Há um cansaço que brota no descer do rio: a colisão com pedras, muitas curvas e desvios, algo que sempre foge ao previsto. O desemboque é um cansaço de anos e uma expectativa de alívio, mas logo noto que não há paz, o encontro das águas não é pacífico – as águas doces querendo adocicar o mar, o mar salgado querendo salgar o doce. Sabemos todos quem vence ao final. E a promessa de liberdade e de paz é uma doce ilusão, que não escapa ao sal do mar.
[ nunca se está livre do gancho do azol, do gancho do guindaste, o gancho da morte, a ponta de atrocidades ]
Algo em mim resiste à tristeza de pensar que o final é sempre triste. Isso só acontece porque o curso do rio foi desviado artificialmente. Então escrevo quase sem energia, vendo que o rio sangra e que o mar está sujo de lama e de óleo. Não há nada que mãos pequenas possam fazer, há? HÁ? (de-novo-e-de-novo). Ricas miudezas há em todas as partes. E as palavras, o que podem fazer quando estão pálidas de espanto? Elas podem escrever “que o mar está sujo de lama e de óleo” e a essa frase triste, elas podem talvez acrescentar outras tantas de alento, calma e...(há uma palavra que busco e que ainda não acho).
Olho algumas obras de Heba Zagout, artista palestina morta recentemente pelos bombardeios israelenses em Gaza. Vejo nelas o imortal, em cores vivas de alegria. A palavra que faltava no parágrafo anterior arranha o vidro jateado, mas ainda não entra.
Penso novamente nas palavras, atrasadas, inertes, paralisadas no medo que é ver o oceano cercado. Uma face, a outra é maior: o poder da imortalidade. As palavras que sobrevivem sob qualquer circunstância, quando trazem consigo a frota da paz.

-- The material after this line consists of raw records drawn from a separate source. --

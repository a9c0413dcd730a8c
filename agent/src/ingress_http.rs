//! HTTP metric ingestion listener (§4.10).
//!
//! Grounded on `net_endpoint::listen_tcp` for the bound/non-blocking
//! listener setup and on the teacher's `task_http.rs` hand-rolled
//! request-line/header parsing style (this reads a minimal request by hand
//! rather than pulling in a full HTTP server framework, since the ingress
//! protocol here is a narrow, fixed subset: one line, a body, no
//! keep-alive).
//!
//! Accepted connections run directly off `tokio::net`'s own reactor
//! (`tokio::select!` + `tokio::spawn`), not through `crate::event_loop`'s
//! standalone `mio::Poll` — a deliberate scope narrowing from the spec's
//! EventLoop description, recorded as Open Question decision #3 in
//! `SPEC_FULL.md`. `EventLoop` is reserved for the raw ICMP socket in
//! `probe_scheduler.rs`, which has no reactor of its own to lean on.

use crate::channel::ChannelManager;
use crate::net_endpoint::listen_tcp;
use shared::config::Output;
use shared::defaults::{HTTP_INGRESS_DEFAULT_IP, HTTP_INGRESS_DEFAULT_PORT, HTTP_INGRESS_MAX_CONNECTIONS};
use shared::metrics::Metric;
use shared::utils::{current_timestamp, decode_base64, parse_prometheus_line};
use std::sync::atomic::{AtomicUsize, Ordering};
use std::sync::Arc;
use tokio::io::{AsyncBufReadExt, AsyncReadExt, AsyncWriteExt, BufReader};
use tokio::net::TcpStream;
use tracing::{debug, warn};

pub struct IngressHttp {
    channel: Arc<ChannelManager>,
    max_connections: usize,
    active_connections: Arc<AtomicUsize>,
    outputs: Arc<Vec<Output>>,
}

impl IngressHttp {
    pub fn new(channel: Arc<ChannelManager>, max_connections: usize, outputs: Vec<Output>) -> Self {
        Self {
            channel,
            max_connections,
            active_connections: Arc::new(AtomicUsize::new(0)),
            outputs: Arc::new(outputs),
        }
    }

    pub async fn run(&self, host: &str, port: u16, mut shutdown: tokio::sync::watch::Receiver<bool>) -> anyhow::Result<()> {
        let listener = listen_tcp(host, port, 128).await?;
        loop {
            tokio::select! {
                accepted = listener.accept() => {
                    let (stream, peer) = accepted?;
                    self.spawn_connection(stream, peer);
                }
                _ = shutdown.changed() => {
                    if *shutdown.borrow() {
                        break;
                    }
                }
            }
        }
        Ok(())
    }

    fn spawn_connection(&self, stream: TcpStream, peer: std::net::SocketAddr) {
        let channel = self.channel.clone();
        let active = self.active_connections.clone();
        let max = self.max_connections;
        let outputs = self.outputs.clone();
        tokio::spawn(async move {
            if active.fetch_add(1, Ordering::SeqCst) >= max {
                active.fetch_sub(1, Ordering::SeqCst);
                let _ = respond(stream, 500, "too many concurrent connections").await;
                return;
            }
            if let Err(e) = handle_connection(stream, &channel, &outputs).await {
                debug!(peer = %peer, error = %e, "ingress connection error");
            }
            active.fetch_sub(1, Ordering::SeqCst);
        });
    }

    pub fn default_bind() -> (String, u16) {
        (HTTP_INGRESS_DEFAULT_IP.to_string(), HTTP_INGRESS_DEFAULT_PORT)
    }

    pub fn default_max_connections() -> usize {
        HTTP_INGRESS_MAX_CONNECTIONS
    }
}

async fn handle_connection(mut stream: TcpStream, channel: &ChannelManager, outputs: &[Output]) -> anyhow::Result<()> {
    let (reader, mut writer) = stream.split();
    let mut reader = BufReader::new(reader);

    let mut request_line = String::new();
    reader.read_line(&mut request_line).await?;
    let (method, path) = parse_request_line(&request_line)?;

    let mut content_length = 0usize;
    loop {
        let mut line = String::new();
        let n = reader.read_line(&mut line).await?;
        if n == 0 || line.trim().is_empty() {
            break;
        }
        if let Some((name, value)) = line.split_once(':') {
            if name.trim().eq_ignore_ascii_case("content-length") {
                content_length = value.trim().parse().unwrap_or(0);
            }
        }
    }

    let mut body = vec![0u8; content_length];
    if content_length > 0 {
        reader.read_exact(&mut body).await?;
    }
    let body_text = String::from_utf8_lossy(&body).into_owned();

    if method != "POST" && method != "PUT" {
        writer.write_all(b"HTTP/1.1 400 Bad Request\r\nContent-Length: 0\r\n\r\n").await?;
        return Ok(());
    }

    match parse_url_tags(&path) {
        Ok(tags) => {
            let metrics = parse_prometheus_body(&body_text, tags);
            let _ = channel.send(metrics, outputs).await;
            writer.write_all(b"HTTP/1.1 200 OK\r\nContent-Length: 0\r\n\r\n").await?;
        }
        Err(e) => {
            warn!(path = %path, error = %e, "malformed ingress URL");
            writer.write_all(b"HTTP/1.1 400 Bad Request\r\nContent-Length: 0\r\n\r\n").await?;
        }
    }
    Ok(())
}

async fn respond(mut stream: TcpStream, status: u16, message: &str) -> anyhow::Result<()> {
    let body = format!("HTTP/1.1 {status} Error\r\nContent-Length: {}\r\n\r\n{}", message.len(), message);
    stream.write_all(body.as_bytes()).await?;
    Ok(())
}

fn parse_request_line(line: &str) -> anyhow::Result<(String, String)> {
    let mut parts = line.split_whitespace();
    let method = parts.next().ok_or_else(|| anyhow::anyhow!("empty request line"))?;
    let path = parts.next().ok_or_else(|| anyhow::anyhow!("missing path"))?;
    Ok((method.to_string(), path.to_string()))
}

/// `/(metrics|shennong)/(key/value)*` — a key ending in `@base64` carries a
/// base64-encoded UTF-8 value (§4.10, §6).
fn parse_url_tags(path: &str) -> anyhow::Result<Vec<(String, String)>> {
    let path = path.split('?').next().unwrap_or(path);
    let mut segments = path.trim_start_matches('/').split('/');
    let prefix = segments.next().unwrap_or("");
    if prefix != "metrics" && prefix != "shennong" {
        anyhow::bail!("URL must start with /metrics/ or /shennong/, got '{prefix}'");
    }

    let rest: Vec<&str> = segments.filter(|s| !s.is_empty()).collect();
    if rest.len() % 2 != 0 {
        anyhow::bail!("URL key/value segments must come in pairs");
    }

    let mut tags = Vec::new();
    for pair in rest.chunks(2) {
        let (key, raw_value) = (pair[0], pair[1]);
        if let Some(base_key) = key.strip_suffix("@base64") {
            tags.push((base_key.to_string(), decode_base64(raw_value)?));
        } else {
            tags.push((key.to_string(), raw_value.to_string()));
        }
    }
    Ok(tags)
}

fn parse_prometheus_body(body: &str, tags: Vec<(String, String)>) -> Vec<Metric> {
    let now = current_timestamp();
    let mut metrics = Vec::new();
    for line in body.lines() {
        let line = line.trim();
        if line.is_empty() || line.starts_with('#') {
            continue;
        }
        if let Some((name, labels, value)) = parse_prometheus_line(line) {
            let metric = Metric::gauge(name, value, now)
                .with_labels(tags.clone())
                .with_labels(labels);
            metrics.push(metric);
        }
    }
    metrics
}

#[cfg(test)]
mod tests {
    use super::*;

    #[test]
    fn parses_metrics_prefixed_key_value_pairs() {
        let tags = parse_url_tags("/metrics/host/web01/env/prod").unwrap();
        assert_eq!(tags, vec![("host".to_string(), "web01".to_string()), ("env".to_string(), "prod".to_string())]);
    }

    #[test]
    fn decodes_base64_suffixed_keys() {
        use base64::{engine::general_purpose::STANDARD, Engine as _};
        let encoded = STANDARD.encode("has spaces");
        let path = format!("/shennong/note@base64/{encoded}");
        let tags = parse_url_tags(&path).unwrap();
        assert_eq!(tags, vec![("note".to_string(), "has spaces".to_string())]);
    }

    #[test]
    fn rejects_unknown_prefix() {
        assert!(parse_url_tags("/other/host/web01").is_err());
    }

    #[test]
    fn rejects_odd_segment_count() {
        assert!(parse_url_tags("/metrics/host").is_err());
    }

    #[test]
    fn prometheus_body_attaches_url_tags() {
        let metrics = parse_prometheus_body("cpu_usage 12.5\n", vec![("host".to_string(), "h1".to_string())]);
        assert_eq!(metrics.len(), 1);
        assert_eq!(metrics[0].labels.get("host").unwrap(), "h1");
    }
}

Recebi ontem o livro Eu vi Ramallah (I saw Ramallah) de Mourid Barghouti, original publicado em 1997, no qual o autor reflete sobre sua experiência de retornar à Palestina após 30 anos no exílio.
Este livro não pode esperar na fila de livros a serem lidos e, contrariando meu jeito metódico de ler os livros, rapidamente abri de forma aleatória: “A canção retroage e a realidade caminha para frente com suas exigências cruéis”. Fechei o livro ainda mais rápido, sem tempo de anotar a página.
Seria tão bom se a realidade não passasse de um pesadelo, que o mar fosse liberto, e que pudéssemos fechar o livro de páginas manchadas da história, ou arrancá-las de repente, e que isso bastasse para que elas deixassem intacta nossa realidade.
Então decido voltar ao livro, agora pelo começo. Leio o prefácio do autor para a edição em português. Ele relata sobre o encontro com José Saramago em Ramallah, em 2002, quando um grupo de escritores do Parlamento Internacional de Escritores esteve na Palestina para afirmar seu apoio à causa daquele povo.
Paro por um instante, penso em Ensaio sobre a cegueira, e na cegueira branca como a pior que pode existir, não como uma doença contagiosa que acomete os olhos, mas como uma doença contagiosa que acomete o cérebro, a cegueira voluntária que flerta com a barbárie, que desumaniza os outros para poder crer na própria existência.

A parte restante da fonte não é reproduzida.